Once the lasagna was out of the oven, she did what most of us have been doing in quarantine—snapped a picture of the mouthwatering meal and uploaded it on social media. But, she also decided to do something atypical by offering to make freshly cooked lasagna and deliver it entirely free of charge to anyone who needed it.
The post on her community Facebook page read: "You have a die-hard Italian living in your town who loves lasagna, and if anybody needs one or wants one, I'd love to make you one and I'll even deliver it for free."
A retired neighbor and unemployed friend were the first to take her up on the generous offer. But word spread quickly—and soon enough Brenner had hundreds of requests on her hands. Despite the high volume of requests, she went to the store and spent her $1,200 stimulus check on ingredients to start cooking.
So far, she has made more than 1,275 pans of lasagna for friends, neighbors, first responders, and anyone in need of a good fresh meal—without asking for a single dime in return. Her selfless cooking has deemed her the title of “Lasagna Lady” around town.
"The whole point of this is to spread that sense of community wherever we can through the comfort of lasagna," said Brenner. "So, I don't want anybody to feel [not included] because in reality there are people out there who can't afford a dollar."
Although making that many lasagna pans is a huge task, Brenner says her work is a one-woman operation. She spends 8-14 hours every day doing all the cooking herself, with an average output of 15-25 lasagnas a day, and has spent the last three months working without taking a single day off. She even began dropping off the pans for essential workers at the local hospital and fire departments.

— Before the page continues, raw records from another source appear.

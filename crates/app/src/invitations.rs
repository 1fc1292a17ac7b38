use axum::{
    extract::{Path, State},
    http::{header, HeaderMap, StatusCode},
    Extension, Json,
};
use metrics::counter;
use serde::{Deserialize, Serialize};
use tracing::{error, info};

use onboard_core::{
    extract_emails, AcceptInvitationForm, GroupAction, MessageKey, Messages, PublicUser, User,
};

use crate::auth::{CurrentUser, MaybeUser};
use crate::error::ApiError;
use crate::params::{IntParam, Params};
use crate::problem::ProblemResponse;
use crate::router::AppState;
use crate::service::{AcceptError, InviteError};

#[derive(Debug, Deserialize)]
#[serde(deny_unknown_fields)]
pub struct BulkInviteRequest {
    #[serde(default)]
    pub group_id: Option<IntParam>,
    #[serde(default)]
    pub emails: Option<String>,
}

#[derive(Debug, Serialize)]
pub struct InvitationPreview {
    pub email: String,
}

pub(crate) fn negotiate(headers: &HeaderMap) -> Messages {
    Messages::negotiate(
        headers
            .get(header::ACCEPT_LANGUAGE)
            .and_then(|value| value.to_str().ok()),
    )
}

/// `POST /api/v1/invitations/bulk`
pub async fn bulk(
    State(state): State<AppState>,
    Extension(CurrentUser(user)): Extension<CurrentUser>,
    headers: HeaderMap,
    Params(request): Params<BulkInviteRequest>,
) -> Result<StatusCode, ApiError> {
    let result = bulk_inner(&state, &user, &headers, request).await;
    let label = match &result {
        Ok(_) => "accepted",
        Err(ApiError::Params(_)) => "invalid",
        Err(ApiError::NotFound) => "not_found",
        Err(ApiError::Forbidden) => "forbidden",
        Err(_) => "error",
    };
    counter!("invitation_bulk_requests_total", "result" => label).increment(1);
    result
}

async fn bulk_inner(
    state: &AppState,
    user: &User,
    headers: &HeaderMap,
    request: BulkInviteRequest,
) -> Result<StatusCode, ApiError> {
    let messages = negotiate(headers);
    let group_id = match request.group_id {
        None => {
            return Err(ApiError::param(
                "group_id",
                messages.t(MessageKey::ParamMissing),
            ))
        }
        Some(param) => param.value().ok_or_else(|| {
            ApiError::param("group_id", messages.t(MessageKey::ParamInvalid))
        })?,
    };

    let group = state
        .storage()
        .groups()
        .find(group_id)
        .await
        .map_err(|err| internal("invite", "failed to load group", err))?
        .ok_or(ApiError::NotFound)?;

    let membership = state
        .storage()
        .memberships()
        .find(user.id, group.id)
        .await
        .map_err(|err| internal("invite", "failed to load membership", err))?;
    if let Err(denied) = state
        .policy()
        .authorize(membership.as_ref(), GroupAction::Invite)
    {
        info!(stage = "invite", user_id = user.id, group_id, reason = %denied, "bulk invite denied");
        return Err(ApiError::Forbidden);
    }

    let raw = request.emails.unwrap_or_default();
    if raw.trim().is_empty() {
        return Err(ApiError::param(
            "emails",
            messages.t(MessageKey::BulkEmailsEmpty),
        ));
    }

    let emails = extract_emails(&raw);
    if emails.is_empty() {
        return Err(ApiError::param(
            "emails",
            messages.t(MessageKey::BulkEmailsInvalid),
        ));
    }

    state
        .invitations()
        .bulk_invite(&group, user, &emails)
        .await?;

    Ok(StatusCode::ACCEPTED)
}

/// `GET /invitations/:token`
pub async fn show(
    State(state): State<AppState>,
    Extension(MaybeUser(user)): Extension<MaybeUser>,
    Path(token): Path<String>,
) -> Result<Json<InvitationPreview>, ApiError> {
    let invitation = state
        .storage()
        .invitations()
        .find_by_token(&token)
        .await
        .map_err(|err| internal("show", "failed to load invitation", err))?
        .ok_or(ApiError::NotFound)?;

    if user.is_some() {
        return Err(ApiError::AuthConflict);
    }

    Ok(Json(InvitationPreview {
        email: invitation.email,
    }))
}

/// `POST /api/v1/invitations/accept/:token`
///
/// The token is resolved before the form is decoded, so an unknown token is
/// a 404 whatever the body holds.
pub async fn accept(
    State(state): State<AppState>,
    Path(token): Path<String>,
    headers: HeaderMap,
    params: Result<Params<AcceptInvitationForm>, ProblemResponse>,
) -> Result<Json<PublicUser>, ApiError> {
    let invitation = state
        .storage()
        .invitations()
        .find_by_token(&token)
        .await
        .map_err(|err| internal("accept", "failed to load invitation", err))?
        .ok_or(ApiError::NotFound)?;
    let Params(form) = params?;

    let user = state
        .invitations()
        .accept(&invitation, form, negotiate(&headers))
        .await?;

    Ok(Json(PublicUser::from(user)))
}

fn internal(stage: &'static str, message: &'static str, err: impl std::fmt::Display) -> ApiError {
    error!(stage, error = %err, "{message}");
    ProblemResponse::internal(message).into()
}

impl From<InviteError> for ApiError {
    fn from(err: InviteError) -> Self {
        match err {
            InviteError::TokenExhausted => {
                error!(stage = "invite", error = %err, "token generation exhausted");
                ProblemResponse::new(StatusCode::CONFLICT, "token_conflict", err.to_string())
                    .into()
            }
            other => internal("invite", "failed to create invitations", other),
        }
    }
}

impl From<AcceptError> for ApiError {
    fn from(err: AcceptError) -> Self {
        match err {
            AcceptError::Invalid(errors) => ApiError::Validation(errors),
            AcceptError::AlreadyMember => {
                ProblemResponse::new(StatusCode::CONFLICT, "membership_conflict", err.to_string())
                    .into()
            }
            other => internal("accept", "failed to accept invitation", other),
        }
    }
}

However, she has received a little help: After the president of the Gig Harbor Sportsman’s Club heard about her generous act, she was granted free use of a clubhouse kitchen at the Gig Harbor Sportsman's club, allowing her to grow her operation from her home kitchen.
Many people in her community also wanted to chip in, and they organized a series of online fundraisers to help Brenner keep the operation going. Over the last nine weeks, Brenner said they raised more than $23,000 for the cause, which translates into a whopping 1,275 pans of lasagna. Even Stouffer's (a leading brand of frozen lasagnas that inspired Brenner to start this project) reached out to thank Brenner for what she was doing and offer their support.

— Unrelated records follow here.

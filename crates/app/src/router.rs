use std::sync::Arc;

use axum::{
    body::Body,
    extract::State,
    http::{header, StatusCode},
    middleware,
    response::{IntoResponse, Response},
    routing::{get, post},
    Router,
};
use chrono::{DateTime, Utc};
use metrics_exporter_prometheus::PrometheusHandle;

use onboard_core::GroupPolicy;
use onboard_storage::Database;

use crate::auth::{self, SessionTokens};
use crate::problem::ProblemResponse;
use crate::service::InvitationService;
use crate::{groups, invitations, sessions, telemetry};

#[derive(Clone)]
pub struct AppState {
    metrics: PrometheusHandle,
    storage: Database,
    sessions: SessionTokens,
    invitations: InvitationService,
    policy: GroupPolicy,
    clock: Arc<dyn Fn() -> DateTime<Utc> + Send + Sync>,
}

impl AppState {
    pub fn new(metrics: PrometheusHandle, storage: Database, sessions: SessionTokens) -> Self {
        let clock: Arc<dyn Fn() -> DateTime<Utc> + Send + Sync> = Arc::new(Utc::now);
        let invitations = InvitationService::new(storage.clone(), clock.clone());
        Self {
            metrics,
            storage,
            sessions,
            invitations,
            policy: GroupPolicy::new(),
            clock,
        }
    }

    #[cfg(test)]
    pub fn with_clock(mut self, clock: Arc<dyn Fn() -> DateTime<Utc> + Send + Sync>) -> Self {
        self.clock = clock.clone();
        self.invitations = InvitationService::new(self.storage.clone(), clock);
        self
    }

    pub fn metrics(&self) -> &PrometheusHandle {
        &self.metrics
    }

    pub fn storage(&self) -> &Database {
        &self.storage
    }

    pub fn sessions(&self) -> &SessionTokens {
        &self.sessions
    }

    pub fn invitations(&self) -> &InvitationService {
        &self.invitations
    }

    pub fn policy(&self) -> GroupPolicy {
        self.policy
    }

    pub fn now(&self) -> DateTime<Utc> {
        (self.clock)()
    }
}

pub fn app_router(state: AppState) -> Router {
    let authenticated = Router::new()
        .route("/api/v1/groups", post(groups::create))
        .route(
            "/api/v1/groups/:id/invitations",
            get(groups::list_invitations),
        )
        .route("/api/v1/invitations/bulk", post(invitations::bulk))
        .route_layer(middleware::from_fn_with_state(
            state.clone(),
            auth::require_user,
        ));

    let session_aware = Router::new()
        .route("/invitations/:token", get(invitations::show))
        .route_layer(middleware::from_fn_with_state(
            state.clone(),
            auth::optional_user,
        ));

    Router::new()
        .route("/healthz", get(healthz))
        .route("/metrics", get(metrics))
        .route("/api/v1/sessions", post(sessions::create))
        .route(
            "/api/v1/invitations/accept/:token",
            post(invitations::accept),
        )
        .merge(authenticated)
        .merge(session_aware)
        .with_state(state)
}

async fn healthz() -> StatusCode {
    StatusCode::OK
}

async fn metrics(State(state): State<AppState>) -> Result<Response, ProblemResponse> {
    let body = telemetry::render_metrics(state.metrics());
    Response::builder()
        .status(StatusCode::OK)
        .header(header::CONTENT_TYPE, "text/plain; version=0.0.4")
        .body(Body::from(body))
        .map(IntoResponse::into_response)
        .map_err(|err| ProblemResponse::internal(err.to_string()))
}

#[cfg(test)]
mod tests {
    use super::*;
    use axum::http::Request;

    use crate::test_support::{send, TestContext};

    #[tokio::test]
    async fn healthz_returns_ok() {
        let ctx = TestContext::new().await;
        let (status, _) = send(
            ctx.router(),
            Request::builder()
                .uri("/healthz")
                .body(Body::empty())
                .unwrap(),
        )
        .await;
        assert_eq!(status, StatusCode::OK);
    }

    #[tokio::test]
    async fn metrics_exports_build_info() {
        let ctx = TestContext::new().await;
        let (status, body) = send(
            ctx.router(),
            Request::builder()
                .uri("/metrics")
                .body(Body::empty())
                .unwrap(),
        )
        .await;

        assert_eq!(status, StatusCode::OK);
        let body = String::from_utf8(body).expect("utf-8");
        assert!(body.contains("app_build_info"));
        assert!(body.contains("app_uptime_seconds"));
    }

    #[tokio::test]
    async fn protected_routes_require_a_session() {
        let ctx = TestContext::new().await;
        for (method, uri) in [
            ("POST", "/api/v1/groups"),
            ("GET", "/api/v1/groups/1/invitations"),
            ("POST", "/api/v1/invitations/bulk"),
        ] {
            let (status, body) = send(
                ctx.router(),
                Request::builder()
                    .method(method)
                    .uri(uri)
                    .header(header::AUTHORIZATION, "Bearer not-a-token")
                    .body(Body::empty())
                    .unwrap(),
            )
            .await;
            assert_eq!(status, StatusCode::UNAUTHORIZED, "{method} {uri}");
            assert!(body.is_empty());
        }
    }
}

For Brenner, making lasagna is more than just another meal. It creates an opportunity for family members to bond. She tells CNN that one family cried when she arrived on Easter because without the lasagna, they told her they did not have enough money to celebrate the holiday this year. Another woman told Brenner that she donated lasagna to the nurses taking care of her mother in an Alzheimer's ward.
She doesn't know how her lasagna movement will end, but Brenner says she hopes to be able to feed 50,000 people delicious pans of her cheesy noodles. You can help the Lasagna Lady continue feeding her community by donating to the fundraiser on Facebook.
“The world as we know it is falling apart, but my two little hands are capable of making a difference,” Brenner told the Washington Post. “I can’t change the world, but I can make lasagna.”